To do » What lines of the data below hold the string "configuration"? Copy each one out.

[Records from a data collection]

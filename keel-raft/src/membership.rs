//! Cluster membership configuration.

use std::collections::BTreeSet;
use std::fmt;

use serde::Deserialize;
use serde::Serialize;

use crate::error::ChangeConfigError;
use crate::NodeId;

/// The role a server plays in the cluster configuration.
///
/// Only voters count toward quorum and may vote in elections. Stand-bys and spares receive log
/// entries but never initiate elections; a spare is typically a freshly added server which has
/// not yet been assigned a working role.
#[derive(Clone, Copy, Debug, PartialEq, Eq, Serialize, Deserialize)]
pub enum Role {
    Voter,
    Standby,
    Spare,
}

impl fmt::Display for Role {
    fn fmt(&self, f: &mut fmt::Formatter) -> fmt::Result {
        match self {
            Role::Voter => write!(f, "voter"),
            Role::Standby => write!(f, "stand-by"),
            Role::Spare => write!(f, "spare"),
        }
    }
}

/// A single server of the cluster configuration.
#[derive(Clone, Debug, PartialEq, Eq, Serialize, Deserialize)]
pub struct Server {
    /// The server's unique, nonzero ID.
    pub id: NodeId,
    /// The network address of the server, as understood by the `RaftNetwork` implementation.
    pub address: String,
    /// The server's role.
    pub role: Role,
}

impl Server {
    pub fn new(id: NodeId, address: impl Into<String>, role: Role) -> Self {
        Self {
            id,
            address: address.into(),
            role,
        }
    }
}

/// The membership configuration of the cluster: an ordered list of servers.
///
/// A configuration is stored in the log as a regular entry and in snapshot metadata. It takes
/// effect — for quorum and election purposes — as soon as it is appended to the log, not when it
/// is committed. This is the reason at most one configuration change may be in flight at a time.
#[derive(Clone, Debug, Default, PartialEq, Eq, Serialize, Deserialize)]
pub struct Membership {
    pub servers: Vec<Server>,
}

impl Membership {
    /// Create a new membership config from the given servers.
    pub fn new(servers: Vec<Server>) -> Self {
        Self { servers }
    }

    /// Get the server bearing the given ID.
    pub fn get(&self, id: NodeId) -> Option<&Server> {
        self.servers.iter().find(|s| s.id == id)
    }

    /// Get the position of the server bearing the given ID in the ordered server list.
    pub fn index_of(&self, id: NodeId) -> Option<usize> {
        self.servers.iter().position(|s| s.id == id)
    }

    /// Check if the given ID exists in this membership config.
    pub fn contains(&self, id: NodeId) -> bool {
        self.get(id).is_some()
    }

    /// Check if the server bearing the given ID is a voter.
    pub fn is_voter(&self, id: NodeId) -> bool {
        matches!(self.get(id), Some(s) if s.role == Role::Voter)
    }

    /// An iterator over the voters of this config.
    pub fn voters(&self) -> impl Iterator<Item = &Server> {
        self.servers.iter().filter(|s| s.role == Role::Voter)
    }

    /// The IDs of all voters of this config.
    pub fn voter_ids(&self) -> BTreeSet<NodeId> {
        self.voters().map(|s| s.id).collect()
    }

    /// The IDs of all servers of this config.
    pub fn all_ids(&self) -> BTreeSet<NodeId> {
        self.servers.iter().map(|s| s.id).collect()
    }

    /// Build a copy of this config with the given server appended as a spare.
    pub fn with_server_added(&self, id: NodeId, address: &str) -> Result<Membership, ChangeConfigError> {
        if id == 0 {
            return Err(ChangeConfigError::BadId(id));
        }
        if self.contains(id) {
            return Err(ChangeConfigError::BadId(id));
        }
        let mut servers = self.servers.clone();
        servers.push(Server::new(id, address, Role::Spare));
        Ok(Membership { servers })
    }

    /// Build a copy of this config with the given server assigned the given role.
    ///
    /// The caller is responsible for having validated that the server exists.
    pub fn with_role(&self, id: NodeId, role: Role) -> Membership {
        let mut servers = self.servers.clone();
        if let Some(server) = servers.iter_mut().find(|s| s.id == id) {
            server.role = role;
        }
        Membership { servers }
    }

    /// Build a copy of this config without the given server, preserving order.
    pub fn with_server_removed(&self, id: NodeId) -> Membership {
        let servers = self.servers.iter().filter(|s| s.id != id).cloned().collect();
        Membership { servers }
    }
}

#[cfg(test)]
mod tests {
    use super::*;

    fn three_voters() -> Membership {
        Membership::new(vec![
            Server::new(1, "addr1", Role::Voter),
            Server::new(2, "addr2", Role::Voter),
            Server::new(3, "addr3", Role::Voter),
        ])
    }

    #[test]
    fn test_queries() {
        let m = three_voters();
        assert!(m.contains(2));
        assert!(!m.contains(4));
        assert!(m.is_voter(1));
        assert_eq!(m.index_of(3), Some(2));
        assert_eq!(m.voter_ids().len(), 3);
    }

    #[test]
    fn test_add_appends_spare_in_order() {
        let m = three_voters().with_server_added(4, "addr4").unwrap();
        assert_eq!(m.servers.len(), 4);
        let last = m.servers.last().unwrap();
        assert_eq!(last.id, 4);
        assert_eq!(last.role, Role::Spare);
        assert!(!m.is_voter(4));
    }

    #[test]
    fn test_add_rejects_zero_and_duplicate_ids() {
        let m = three_voters();
        assert!(matches!(m.with_server_added(0, "addr0"), Err(ChangeConfigError::BadId(0))));
        assert!(matches!(m.with_server_added(2, "addr2"), Err(ChangeConfigError::BadId(2))));
    }

    #[test]
    fn test_remove_preserves_order() {
        let m = three_voters().with_server_removed(2);
        let ids: Vec<_> = m.servers.iter().map(|s| s.id).collect();
        assert_eq!(ids, vec![1, 3]);
    }

    #[test]
    fn test_assign_role() {
        let m = three_voters().with_server_added(4, "addr4").unwrap().with_role(4, Role::Voter);
        assert!(m.is_voter(4));
        assert_eq!(m.voter_ids().len(), 4);
    }
}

Exercise output »
//! Cluster membership configuration.
/// The role a server plays in the cluster configuration.
/// A single server of the cluster configuration.
/// The membership configuration of the cluster: an ordered list of servers.
/// A configuration is stored in the log as a regular entry and in snapshot metadata. It takes
/// is committed. This is the reason at most one configuration change may be in flight at a time.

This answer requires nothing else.